DATA EXTRACT:
####

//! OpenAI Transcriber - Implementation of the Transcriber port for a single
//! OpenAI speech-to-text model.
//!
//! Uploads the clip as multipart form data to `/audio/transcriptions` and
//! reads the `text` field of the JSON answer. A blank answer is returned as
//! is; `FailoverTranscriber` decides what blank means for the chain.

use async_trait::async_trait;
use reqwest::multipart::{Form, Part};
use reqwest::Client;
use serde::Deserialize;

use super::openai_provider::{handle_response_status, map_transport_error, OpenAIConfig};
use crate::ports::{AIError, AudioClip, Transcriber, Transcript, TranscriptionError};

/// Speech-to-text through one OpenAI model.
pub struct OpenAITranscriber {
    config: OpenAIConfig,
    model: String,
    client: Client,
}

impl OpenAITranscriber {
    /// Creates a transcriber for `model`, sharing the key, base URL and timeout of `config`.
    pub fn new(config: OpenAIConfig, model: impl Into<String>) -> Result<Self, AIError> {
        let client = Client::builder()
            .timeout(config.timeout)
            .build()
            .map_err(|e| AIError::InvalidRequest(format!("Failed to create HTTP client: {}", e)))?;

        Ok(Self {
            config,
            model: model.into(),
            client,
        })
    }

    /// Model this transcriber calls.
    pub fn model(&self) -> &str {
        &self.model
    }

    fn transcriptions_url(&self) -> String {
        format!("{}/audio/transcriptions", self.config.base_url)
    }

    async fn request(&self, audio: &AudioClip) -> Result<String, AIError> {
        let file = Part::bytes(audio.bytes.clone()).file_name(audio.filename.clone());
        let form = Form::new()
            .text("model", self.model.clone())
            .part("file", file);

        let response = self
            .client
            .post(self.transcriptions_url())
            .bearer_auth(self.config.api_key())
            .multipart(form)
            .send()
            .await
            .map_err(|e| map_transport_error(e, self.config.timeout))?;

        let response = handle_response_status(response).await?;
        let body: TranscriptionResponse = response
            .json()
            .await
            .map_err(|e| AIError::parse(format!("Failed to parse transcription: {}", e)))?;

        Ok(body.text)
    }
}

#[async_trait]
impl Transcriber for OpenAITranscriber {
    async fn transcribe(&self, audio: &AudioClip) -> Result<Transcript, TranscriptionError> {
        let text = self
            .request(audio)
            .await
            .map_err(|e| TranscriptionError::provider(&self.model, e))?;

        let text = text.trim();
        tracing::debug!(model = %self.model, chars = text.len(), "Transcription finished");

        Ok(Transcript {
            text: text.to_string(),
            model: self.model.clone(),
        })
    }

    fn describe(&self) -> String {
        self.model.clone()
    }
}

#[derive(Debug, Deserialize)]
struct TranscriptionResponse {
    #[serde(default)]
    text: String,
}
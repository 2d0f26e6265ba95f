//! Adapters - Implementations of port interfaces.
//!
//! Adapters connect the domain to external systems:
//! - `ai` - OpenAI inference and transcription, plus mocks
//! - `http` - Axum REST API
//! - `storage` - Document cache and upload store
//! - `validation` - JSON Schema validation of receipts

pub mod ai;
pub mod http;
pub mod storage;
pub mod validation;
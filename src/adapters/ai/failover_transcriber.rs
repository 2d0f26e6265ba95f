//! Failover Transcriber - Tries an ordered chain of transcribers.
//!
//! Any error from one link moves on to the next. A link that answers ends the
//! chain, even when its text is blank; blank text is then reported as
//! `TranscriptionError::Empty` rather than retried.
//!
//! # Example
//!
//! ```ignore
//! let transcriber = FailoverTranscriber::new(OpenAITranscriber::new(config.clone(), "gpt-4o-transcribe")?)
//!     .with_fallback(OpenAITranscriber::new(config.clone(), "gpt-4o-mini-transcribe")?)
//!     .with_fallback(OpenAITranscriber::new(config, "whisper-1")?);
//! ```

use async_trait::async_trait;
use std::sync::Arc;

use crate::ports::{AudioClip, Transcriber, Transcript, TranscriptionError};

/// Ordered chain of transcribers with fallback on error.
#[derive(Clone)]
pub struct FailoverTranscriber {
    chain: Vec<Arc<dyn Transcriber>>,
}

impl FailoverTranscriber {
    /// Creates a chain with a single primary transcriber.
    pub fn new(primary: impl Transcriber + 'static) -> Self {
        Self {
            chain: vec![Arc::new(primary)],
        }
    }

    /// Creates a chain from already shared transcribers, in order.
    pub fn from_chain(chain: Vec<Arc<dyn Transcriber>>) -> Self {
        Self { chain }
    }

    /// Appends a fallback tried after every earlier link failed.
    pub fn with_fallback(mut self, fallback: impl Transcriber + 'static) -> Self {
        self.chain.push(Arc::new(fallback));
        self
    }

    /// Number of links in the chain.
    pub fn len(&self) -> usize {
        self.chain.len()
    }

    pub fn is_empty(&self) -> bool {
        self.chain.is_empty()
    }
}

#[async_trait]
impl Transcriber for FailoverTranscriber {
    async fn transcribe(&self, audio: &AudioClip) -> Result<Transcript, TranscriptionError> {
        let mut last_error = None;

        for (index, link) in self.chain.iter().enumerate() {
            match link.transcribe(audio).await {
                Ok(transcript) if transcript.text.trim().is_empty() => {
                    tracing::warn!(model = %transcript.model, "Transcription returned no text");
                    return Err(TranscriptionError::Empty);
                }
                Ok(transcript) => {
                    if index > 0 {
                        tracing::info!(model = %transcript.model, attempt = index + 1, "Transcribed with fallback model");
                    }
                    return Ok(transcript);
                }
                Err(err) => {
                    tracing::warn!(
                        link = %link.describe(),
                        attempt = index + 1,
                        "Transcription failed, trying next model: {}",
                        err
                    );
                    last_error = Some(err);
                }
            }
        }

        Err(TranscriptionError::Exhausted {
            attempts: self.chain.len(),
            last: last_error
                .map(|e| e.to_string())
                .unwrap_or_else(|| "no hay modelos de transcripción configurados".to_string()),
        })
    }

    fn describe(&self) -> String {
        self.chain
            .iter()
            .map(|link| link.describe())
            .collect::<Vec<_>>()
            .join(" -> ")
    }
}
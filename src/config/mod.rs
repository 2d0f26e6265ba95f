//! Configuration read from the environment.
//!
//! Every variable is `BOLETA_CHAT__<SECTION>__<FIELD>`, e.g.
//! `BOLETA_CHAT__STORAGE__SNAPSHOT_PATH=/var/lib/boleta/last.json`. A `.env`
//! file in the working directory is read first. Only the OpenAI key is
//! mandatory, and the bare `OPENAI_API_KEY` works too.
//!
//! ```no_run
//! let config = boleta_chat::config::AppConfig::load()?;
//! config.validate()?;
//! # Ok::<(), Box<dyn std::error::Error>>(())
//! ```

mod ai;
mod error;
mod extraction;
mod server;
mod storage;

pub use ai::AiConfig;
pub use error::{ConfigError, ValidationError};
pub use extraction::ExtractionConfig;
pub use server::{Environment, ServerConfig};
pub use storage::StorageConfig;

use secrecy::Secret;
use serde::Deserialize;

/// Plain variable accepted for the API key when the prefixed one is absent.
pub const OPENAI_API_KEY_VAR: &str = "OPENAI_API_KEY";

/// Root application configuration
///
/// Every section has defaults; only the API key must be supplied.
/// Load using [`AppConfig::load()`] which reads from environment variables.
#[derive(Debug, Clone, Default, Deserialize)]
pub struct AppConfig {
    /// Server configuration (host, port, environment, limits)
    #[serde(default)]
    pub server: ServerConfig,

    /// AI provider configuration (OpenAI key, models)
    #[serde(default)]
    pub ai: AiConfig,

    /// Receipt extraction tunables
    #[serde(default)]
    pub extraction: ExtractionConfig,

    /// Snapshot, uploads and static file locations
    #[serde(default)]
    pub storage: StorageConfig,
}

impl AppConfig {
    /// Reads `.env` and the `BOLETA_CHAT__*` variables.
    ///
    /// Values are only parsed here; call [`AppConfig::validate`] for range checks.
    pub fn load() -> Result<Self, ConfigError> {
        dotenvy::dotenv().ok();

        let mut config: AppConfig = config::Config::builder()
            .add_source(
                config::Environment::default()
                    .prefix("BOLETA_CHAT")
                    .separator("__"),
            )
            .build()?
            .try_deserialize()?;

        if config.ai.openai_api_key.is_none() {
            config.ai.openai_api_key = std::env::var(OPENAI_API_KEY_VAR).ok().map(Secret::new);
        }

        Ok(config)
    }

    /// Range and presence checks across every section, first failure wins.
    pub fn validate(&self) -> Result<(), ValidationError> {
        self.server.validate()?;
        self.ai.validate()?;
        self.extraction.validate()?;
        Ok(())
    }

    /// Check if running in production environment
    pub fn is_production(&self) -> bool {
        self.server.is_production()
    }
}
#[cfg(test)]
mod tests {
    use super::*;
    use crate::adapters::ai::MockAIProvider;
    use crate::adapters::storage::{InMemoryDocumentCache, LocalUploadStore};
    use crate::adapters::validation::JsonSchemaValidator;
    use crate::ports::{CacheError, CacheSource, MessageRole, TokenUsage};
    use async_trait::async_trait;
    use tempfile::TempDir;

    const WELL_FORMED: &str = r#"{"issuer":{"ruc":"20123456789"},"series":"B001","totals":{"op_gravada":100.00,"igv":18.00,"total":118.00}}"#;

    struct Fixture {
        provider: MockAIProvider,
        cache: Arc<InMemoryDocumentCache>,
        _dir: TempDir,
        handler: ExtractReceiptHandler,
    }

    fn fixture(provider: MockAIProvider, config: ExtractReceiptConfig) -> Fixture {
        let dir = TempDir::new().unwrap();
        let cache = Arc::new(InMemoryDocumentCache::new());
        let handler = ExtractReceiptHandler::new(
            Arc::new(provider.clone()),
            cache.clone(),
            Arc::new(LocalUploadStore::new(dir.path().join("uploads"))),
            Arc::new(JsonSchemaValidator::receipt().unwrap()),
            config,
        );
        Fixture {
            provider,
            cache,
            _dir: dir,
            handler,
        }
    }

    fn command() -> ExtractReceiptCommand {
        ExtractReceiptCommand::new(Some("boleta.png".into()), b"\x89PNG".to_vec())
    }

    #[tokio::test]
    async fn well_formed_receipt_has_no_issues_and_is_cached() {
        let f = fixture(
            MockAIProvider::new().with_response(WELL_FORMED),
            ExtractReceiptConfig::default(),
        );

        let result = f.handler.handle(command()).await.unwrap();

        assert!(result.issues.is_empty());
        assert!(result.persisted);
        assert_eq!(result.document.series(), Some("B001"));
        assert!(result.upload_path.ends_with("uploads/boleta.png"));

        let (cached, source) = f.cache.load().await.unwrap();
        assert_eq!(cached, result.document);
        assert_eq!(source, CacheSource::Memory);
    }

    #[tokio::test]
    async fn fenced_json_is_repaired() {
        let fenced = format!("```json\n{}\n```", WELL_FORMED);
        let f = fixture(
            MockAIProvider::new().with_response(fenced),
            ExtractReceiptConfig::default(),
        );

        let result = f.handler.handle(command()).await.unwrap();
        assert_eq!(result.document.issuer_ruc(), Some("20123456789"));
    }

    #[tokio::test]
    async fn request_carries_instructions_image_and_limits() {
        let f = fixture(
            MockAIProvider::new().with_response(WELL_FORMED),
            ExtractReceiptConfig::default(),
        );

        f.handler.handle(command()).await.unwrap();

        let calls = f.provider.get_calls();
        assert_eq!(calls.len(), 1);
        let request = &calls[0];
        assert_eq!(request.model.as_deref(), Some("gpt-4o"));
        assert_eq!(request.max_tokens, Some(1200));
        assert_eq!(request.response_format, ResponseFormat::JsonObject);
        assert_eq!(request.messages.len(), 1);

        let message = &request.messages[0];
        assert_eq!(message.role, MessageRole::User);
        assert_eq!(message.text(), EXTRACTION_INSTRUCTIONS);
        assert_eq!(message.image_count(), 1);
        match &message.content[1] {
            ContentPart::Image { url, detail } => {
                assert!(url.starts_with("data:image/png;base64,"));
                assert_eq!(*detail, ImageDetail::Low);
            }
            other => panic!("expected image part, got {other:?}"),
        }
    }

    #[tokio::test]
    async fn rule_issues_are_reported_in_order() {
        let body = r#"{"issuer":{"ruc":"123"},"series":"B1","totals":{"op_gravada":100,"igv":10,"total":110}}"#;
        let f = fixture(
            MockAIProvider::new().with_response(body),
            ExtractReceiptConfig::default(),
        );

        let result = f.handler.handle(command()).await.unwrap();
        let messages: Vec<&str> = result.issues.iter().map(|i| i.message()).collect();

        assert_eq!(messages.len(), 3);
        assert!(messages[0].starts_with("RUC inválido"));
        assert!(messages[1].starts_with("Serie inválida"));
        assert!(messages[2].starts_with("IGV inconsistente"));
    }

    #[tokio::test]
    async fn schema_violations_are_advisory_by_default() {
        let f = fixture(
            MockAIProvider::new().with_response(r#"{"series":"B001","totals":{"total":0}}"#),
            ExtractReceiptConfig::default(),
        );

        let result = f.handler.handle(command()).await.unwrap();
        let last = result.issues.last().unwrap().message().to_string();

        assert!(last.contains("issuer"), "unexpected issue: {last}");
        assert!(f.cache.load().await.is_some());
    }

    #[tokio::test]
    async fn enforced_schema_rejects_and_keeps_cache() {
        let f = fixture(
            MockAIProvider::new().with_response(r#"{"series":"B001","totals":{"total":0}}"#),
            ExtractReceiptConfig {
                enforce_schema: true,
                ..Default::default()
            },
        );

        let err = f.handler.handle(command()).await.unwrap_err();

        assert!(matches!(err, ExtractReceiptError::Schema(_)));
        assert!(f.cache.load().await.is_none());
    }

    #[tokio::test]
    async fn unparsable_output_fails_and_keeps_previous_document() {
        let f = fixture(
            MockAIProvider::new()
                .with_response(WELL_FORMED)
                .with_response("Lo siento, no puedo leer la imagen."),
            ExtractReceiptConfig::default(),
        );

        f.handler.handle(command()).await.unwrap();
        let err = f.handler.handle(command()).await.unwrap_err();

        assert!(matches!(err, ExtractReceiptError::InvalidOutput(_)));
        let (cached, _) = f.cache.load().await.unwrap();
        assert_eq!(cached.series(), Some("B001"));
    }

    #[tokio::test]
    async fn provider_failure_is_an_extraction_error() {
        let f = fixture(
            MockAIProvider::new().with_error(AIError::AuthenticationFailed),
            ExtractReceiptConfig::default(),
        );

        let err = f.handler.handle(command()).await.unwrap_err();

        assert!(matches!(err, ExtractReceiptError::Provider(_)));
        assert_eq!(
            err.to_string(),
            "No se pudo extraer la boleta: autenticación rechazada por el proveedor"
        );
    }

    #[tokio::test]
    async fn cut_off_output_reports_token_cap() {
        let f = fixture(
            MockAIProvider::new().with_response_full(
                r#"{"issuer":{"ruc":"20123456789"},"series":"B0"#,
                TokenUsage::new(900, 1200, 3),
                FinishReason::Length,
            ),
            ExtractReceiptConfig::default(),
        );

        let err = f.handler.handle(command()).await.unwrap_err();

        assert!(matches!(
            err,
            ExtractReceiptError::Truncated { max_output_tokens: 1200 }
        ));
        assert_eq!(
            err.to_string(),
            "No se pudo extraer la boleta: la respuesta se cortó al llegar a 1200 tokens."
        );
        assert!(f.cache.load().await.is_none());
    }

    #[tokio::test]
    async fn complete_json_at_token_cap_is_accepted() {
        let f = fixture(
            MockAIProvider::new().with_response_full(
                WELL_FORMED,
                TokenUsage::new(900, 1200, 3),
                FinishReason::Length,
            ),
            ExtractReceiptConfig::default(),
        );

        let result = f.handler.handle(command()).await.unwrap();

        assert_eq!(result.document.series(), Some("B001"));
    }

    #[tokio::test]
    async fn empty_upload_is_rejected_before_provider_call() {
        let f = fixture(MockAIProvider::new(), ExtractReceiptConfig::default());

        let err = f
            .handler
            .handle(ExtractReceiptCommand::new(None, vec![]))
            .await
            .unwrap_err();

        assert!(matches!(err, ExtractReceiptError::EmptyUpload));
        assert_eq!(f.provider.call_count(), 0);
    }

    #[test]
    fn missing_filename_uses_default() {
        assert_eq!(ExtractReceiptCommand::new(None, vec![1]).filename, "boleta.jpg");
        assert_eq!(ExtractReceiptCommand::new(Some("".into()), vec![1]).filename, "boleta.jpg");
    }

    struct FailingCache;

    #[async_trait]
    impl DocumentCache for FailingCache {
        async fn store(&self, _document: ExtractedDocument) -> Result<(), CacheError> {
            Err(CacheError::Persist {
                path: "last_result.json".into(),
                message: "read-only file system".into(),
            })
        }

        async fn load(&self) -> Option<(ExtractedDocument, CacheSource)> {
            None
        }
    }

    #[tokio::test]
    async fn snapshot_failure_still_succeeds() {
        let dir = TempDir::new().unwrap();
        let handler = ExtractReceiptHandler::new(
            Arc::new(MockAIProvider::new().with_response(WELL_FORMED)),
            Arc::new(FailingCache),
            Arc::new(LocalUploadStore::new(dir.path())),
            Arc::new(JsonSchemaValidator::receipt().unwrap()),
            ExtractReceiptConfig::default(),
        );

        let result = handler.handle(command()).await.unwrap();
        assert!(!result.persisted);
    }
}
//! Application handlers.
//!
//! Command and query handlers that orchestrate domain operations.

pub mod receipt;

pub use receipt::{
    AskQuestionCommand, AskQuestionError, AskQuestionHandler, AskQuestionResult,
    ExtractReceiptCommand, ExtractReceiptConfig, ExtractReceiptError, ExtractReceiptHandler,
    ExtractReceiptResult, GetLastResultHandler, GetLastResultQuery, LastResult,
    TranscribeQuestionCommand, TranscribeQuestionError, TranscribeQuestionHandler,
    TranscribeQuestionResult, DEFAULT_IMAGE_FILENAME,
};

####

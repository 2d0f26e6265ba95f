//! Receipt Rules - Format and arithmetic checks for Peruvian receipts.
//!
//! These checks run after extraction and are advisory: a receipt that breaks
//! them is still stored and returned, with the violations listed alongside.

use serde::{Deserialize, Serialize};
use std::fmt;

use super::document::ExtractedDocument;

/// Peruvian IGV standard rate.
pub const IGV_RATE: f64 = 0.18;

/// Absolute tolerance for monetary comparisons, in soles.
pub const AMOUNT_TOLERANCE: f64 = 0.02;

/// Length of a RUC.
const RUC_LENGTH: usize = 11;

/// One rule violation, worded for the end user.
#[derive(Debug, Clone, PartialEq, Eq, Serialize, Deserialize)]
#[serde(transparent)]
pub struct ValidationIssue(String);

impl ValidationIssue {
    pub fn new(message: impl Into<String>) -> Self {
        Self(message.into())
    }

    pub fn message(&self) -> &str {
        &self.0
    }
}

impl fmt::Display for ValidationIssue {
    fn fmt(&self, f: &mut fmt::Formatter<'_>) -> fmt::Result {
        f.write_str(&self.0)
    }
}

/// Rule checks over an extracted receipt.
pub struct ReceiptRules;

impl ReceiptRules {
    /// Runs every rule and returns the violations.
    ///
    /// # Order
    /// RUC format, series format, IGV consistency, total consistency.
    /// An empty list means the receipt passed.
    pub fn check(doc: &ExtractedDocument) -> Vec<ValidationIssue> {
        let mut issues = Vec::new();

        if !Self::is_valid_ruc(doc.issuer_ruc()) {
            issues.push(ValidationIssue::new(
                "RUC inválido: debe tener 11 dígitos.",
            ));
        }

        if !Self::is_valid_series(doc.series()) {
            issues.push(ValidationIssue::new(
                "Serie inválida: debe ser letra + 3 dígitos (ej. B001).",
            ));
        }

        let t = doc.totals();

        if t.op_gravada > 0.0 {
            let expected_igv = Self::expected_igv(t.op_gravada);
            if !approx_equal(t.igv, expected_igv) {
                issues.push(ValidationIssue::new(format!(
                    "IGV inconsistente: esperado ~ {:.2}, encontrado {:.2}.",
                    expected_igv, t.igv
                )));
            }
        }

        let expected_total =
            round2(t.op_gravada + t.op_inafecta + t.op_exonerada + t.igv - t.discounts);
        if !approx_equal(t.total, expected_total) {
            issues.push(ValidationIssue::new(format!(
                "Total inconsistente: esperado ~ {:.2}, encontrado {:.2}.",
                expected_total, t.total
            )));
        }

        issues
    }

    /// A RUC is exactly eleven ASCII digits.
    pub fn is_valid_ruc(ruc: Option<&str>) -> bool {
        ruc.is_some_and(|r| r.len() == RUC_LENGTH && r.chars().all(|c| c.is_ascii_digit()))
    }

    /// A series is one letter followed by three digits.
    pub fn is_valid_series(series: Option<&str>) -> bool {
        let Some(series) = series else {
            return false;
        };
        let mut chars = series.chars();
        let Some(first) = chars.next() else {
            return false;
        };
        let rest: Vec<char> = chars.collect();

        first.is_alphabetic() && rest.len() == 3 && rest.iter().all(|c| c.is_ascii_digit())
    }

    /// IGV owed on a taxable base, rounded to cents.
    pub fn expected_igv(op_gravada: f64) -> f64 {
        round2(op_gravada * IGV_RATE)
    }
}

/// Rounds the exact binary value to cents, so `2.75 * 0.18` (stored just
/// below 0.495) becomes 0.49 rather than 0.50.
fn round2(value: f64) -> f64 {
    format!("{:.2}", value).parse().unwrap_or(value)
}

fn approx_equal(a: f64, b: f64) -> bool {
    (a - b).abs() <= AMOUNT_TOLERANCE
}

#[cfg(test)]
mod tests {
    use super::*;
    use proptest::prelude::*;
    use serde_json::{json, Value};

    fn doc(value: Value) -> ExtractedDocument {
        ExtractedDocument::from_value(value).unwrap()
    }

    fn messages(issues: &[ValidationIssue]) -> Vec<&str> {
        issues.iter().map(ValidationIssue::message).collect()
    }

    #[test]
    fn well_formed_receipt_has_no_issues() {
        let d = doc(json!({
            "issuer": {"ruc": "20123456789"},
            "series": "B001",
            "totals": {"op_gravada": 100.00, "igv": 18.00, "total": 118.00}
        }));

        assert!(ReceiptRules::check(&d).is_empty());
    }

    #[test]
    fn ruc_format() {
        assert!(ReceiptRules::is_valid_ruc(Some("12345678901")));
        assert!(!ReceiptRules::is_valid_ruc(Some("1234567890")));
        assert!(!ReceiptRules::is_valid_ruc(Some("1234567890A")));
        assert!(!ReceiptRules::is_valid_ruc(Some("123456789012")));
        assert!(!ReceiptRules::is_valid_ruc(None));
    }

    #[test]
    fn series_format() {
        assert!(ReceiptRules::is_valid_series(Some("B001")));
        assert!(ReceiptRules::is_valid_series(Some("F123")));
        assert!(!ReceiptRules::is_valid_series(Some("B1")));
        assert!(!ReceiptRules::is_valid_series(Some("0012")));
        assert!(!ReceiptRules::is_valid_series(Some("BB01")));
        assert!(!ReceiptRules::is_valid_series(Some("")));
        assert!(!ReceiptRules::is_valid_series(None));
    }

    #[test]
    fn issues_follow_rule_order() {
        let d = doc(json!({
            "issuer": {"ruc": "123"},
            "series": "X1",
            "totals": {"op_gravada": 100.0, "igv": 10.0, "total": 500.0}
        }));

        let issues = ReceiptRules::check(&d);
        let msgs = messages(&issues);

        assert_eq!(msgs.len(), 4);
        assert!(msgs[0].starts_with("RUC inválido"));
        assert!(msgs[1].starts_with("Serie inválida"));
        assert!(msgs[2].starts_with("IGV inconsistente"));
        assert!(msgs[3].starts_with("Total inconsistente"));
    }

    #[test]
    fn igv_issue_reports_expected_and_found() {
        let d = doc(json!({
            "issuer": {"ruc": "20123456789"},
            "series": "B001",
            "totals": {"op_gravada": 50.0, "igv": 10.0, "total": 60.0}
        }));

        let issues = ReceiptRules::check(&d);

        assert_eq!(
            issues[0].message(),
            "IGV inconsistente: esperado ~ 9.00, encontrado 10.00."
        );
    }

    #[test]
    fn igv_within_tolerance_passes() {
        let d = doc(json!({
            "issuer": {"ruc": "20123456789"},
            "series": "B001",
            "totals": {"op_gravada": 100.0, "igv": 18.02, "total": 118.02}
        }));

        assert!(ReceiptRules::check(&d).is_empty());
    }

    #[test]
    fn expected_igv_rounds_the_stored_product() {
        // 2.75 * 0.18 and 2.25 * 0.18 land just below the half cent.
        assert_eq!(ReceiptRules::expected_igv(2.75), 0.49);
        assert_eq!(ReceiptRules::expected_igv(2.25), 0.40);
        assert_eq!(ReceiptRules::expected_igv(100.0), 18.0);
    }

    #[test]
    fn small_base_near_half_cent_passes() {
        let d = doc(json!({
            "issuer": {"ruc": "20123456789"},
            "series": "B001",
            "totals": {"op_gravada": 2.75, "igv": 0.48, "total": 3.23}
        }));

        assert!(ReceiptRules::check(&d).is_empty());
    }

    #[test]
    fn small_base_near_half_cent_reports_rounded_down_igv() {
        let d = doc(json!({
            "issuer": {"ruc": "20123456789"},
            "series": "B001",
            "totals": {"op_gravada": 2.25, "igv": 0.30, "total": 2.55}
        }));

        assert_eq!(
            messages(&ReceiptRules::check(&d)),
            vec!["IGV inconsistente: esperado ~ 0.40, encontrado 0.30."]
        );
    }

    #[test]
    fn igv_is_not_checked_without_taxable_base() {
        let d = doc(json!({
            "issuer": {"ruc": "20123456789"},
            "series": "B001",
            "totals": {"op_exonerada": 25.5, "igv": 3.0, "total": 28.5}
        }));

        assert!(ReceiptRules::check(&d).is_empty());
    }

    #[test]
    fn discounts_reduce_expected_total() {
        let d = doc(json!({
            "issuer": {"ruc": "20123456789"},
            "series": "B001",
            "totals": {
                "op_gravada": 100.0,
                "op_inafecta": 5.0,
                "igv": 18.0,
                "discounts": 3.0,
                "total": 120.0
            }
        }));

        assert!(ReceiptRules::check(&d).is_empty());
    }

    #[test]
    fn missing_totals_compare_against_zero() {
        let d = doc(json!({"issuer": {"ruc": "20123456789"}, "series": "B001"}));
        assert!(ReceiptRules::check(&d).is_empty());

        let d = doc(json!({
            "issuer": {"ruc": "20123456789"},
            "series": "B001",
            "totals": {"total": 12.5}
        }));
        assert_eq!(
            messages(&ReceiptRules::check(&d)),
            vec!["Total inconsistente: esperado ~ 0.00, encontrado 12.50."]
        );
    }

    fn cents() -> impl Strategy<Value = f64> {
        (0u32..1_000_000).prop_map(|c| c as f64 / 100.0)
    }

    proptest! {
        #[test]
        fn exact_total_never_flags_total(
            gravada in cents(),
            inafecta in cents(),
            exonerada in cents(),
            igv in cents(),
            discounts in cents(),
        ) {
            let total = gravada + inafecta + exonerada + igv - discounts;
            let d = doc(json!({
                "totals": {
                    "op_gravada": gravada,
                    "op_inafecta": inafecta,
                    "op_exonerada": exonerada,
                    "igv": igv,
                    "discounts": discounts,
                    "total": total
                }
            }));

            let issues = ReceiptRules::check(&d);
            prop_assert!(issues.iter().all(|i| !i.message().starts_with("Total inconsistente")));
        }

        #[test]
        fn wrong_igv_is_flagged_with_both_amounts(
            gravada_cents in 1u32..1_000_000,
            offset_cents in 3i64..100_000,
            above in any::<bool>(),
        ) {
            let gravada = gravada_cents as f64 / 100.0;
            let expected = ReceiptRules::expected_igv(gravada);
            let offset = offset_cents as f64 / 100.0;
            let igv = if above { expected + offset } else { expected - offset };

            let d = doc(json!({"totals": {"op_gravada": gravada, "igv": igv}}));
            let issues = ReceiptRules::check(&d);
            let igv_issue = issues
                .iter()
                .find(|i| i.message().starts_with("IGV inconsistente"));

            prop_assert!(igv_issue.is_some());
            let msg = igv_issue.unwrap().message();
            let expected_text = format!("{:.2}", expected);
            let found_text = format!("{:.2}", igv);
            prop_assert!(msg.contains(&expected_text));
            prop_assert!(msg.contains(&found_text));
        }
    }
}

####

GOAL OF THE EXERCISE:
Could you filter the material above and copy each line that holds the word "chars"?

ANSWER TO THIS EXERCISE:
        tracing::debug!(model = %self.model, chars = text.len(), "Transcription finished");
        ruc.is_some_and(|r| r.len() == RUC_LENGTH && r.chars().all(|c| c.is_ascii_digit()))
        let mut chars = series.chars();
        let Some(first) = chars.next() else {
        let rest: Vec<char> = chars.collect();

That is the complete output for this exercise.